Exercise savvy expecting mothers have many unanswered questions in their minds about their well-being and that of their developing baby. One of the concerns is about softening of connective tissues while preparing for delivery. The heartening news is that stronger muscles are desirous for more stability. Drink a lot of water to dispel concerns of an overheated body while weight training during pregnancy. As the baby grows in size, it starts to push against the diaphragm, making you breathless. You can negotiate this by relaxing more often between sessions. Eating at regular intervals is a necessity while training with weights. Try to get a balanced diet at small intervals to avoid getting obese, as you will feel a great urge for food from the middle of the second trimester.

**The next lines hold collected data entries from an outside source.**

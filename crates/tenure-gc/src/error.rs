//! Error types surfaced by the collector.
//!
//! Only initialization failures and exhausted mutator allocations reach
//! callers. Evacuation OOM and promotion failure are handled inside the
//! collector and never appear here.

use std::io;

use thiserror::Error;

/// Errors returned by heap construction and mutator operations.
#[derive(Debug, Error)]
pub enum GcError {
    /// The heap's address range could not be reserved.
    #[error("failed to reserve {bytes} bytes of heap address space")]
    Reserve {
        /// Requested reservation size.
        bytes: usize,
        /// Underlying OS error.
        #[source]
        source: io::Error,
    },

    /// A region could not be committed.
    #[error("failed to commit region {region}")]
    Commit {
        /// Index of the region.
        region: usize,
        /// Underlying OS error.
        #[source]
        source: io::Error,
    },

    /// Unknown GC mode name.
    #[error("unknown GC mode `{0}` (expected satb, iu, passive or generational)")]
    InvalidMode(String),

    /// Inconsistent configuration.
    #[error("invalid configuration: {0}")]
    InvalidConfig(&'static str),

    /// Allocation failed after every collection, including full GC.
    #[error("out of memory: could not allocate {requested_bytes} bytes")]
    OutOfMemory {
        /// Size of the failed request.
        requested_bytes: usize,
    },

    /// Object shape cannot be represented in a header.
    #[error("object shape too large: {0}")]
    ShapeTooLarge(&'static str),

    /// A local handle was used outside the scope that created it.
    #[error("local handle used outside its scope")]
    InvalidHandle,
}

/// Result alias for collector operations.
pub type Result<T> = std::result::Result<T, GcError>;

Supplement your food with multivitamins, protein and other minerals as suggested by your doctor. Please ensure your personal consultants accent before you pay heed to any advice on weight training in this article and otherwise. Weight training during pregnancy can be undertaken only on your consultants' advice. Modify your exercises according to your needs if you feel dizzy or experience nausea. Practice Kegel exercises to get rid of post partum problems of incontinence. Regulate your training frequency to increase the weight of your baby. As weight training is directly proportionate to birth weight of the baby, if performed in limitation. Excess training can be inversely proportionate. A 30-minute daily regimen is recommended by physical trainers for weight training during pregnancy.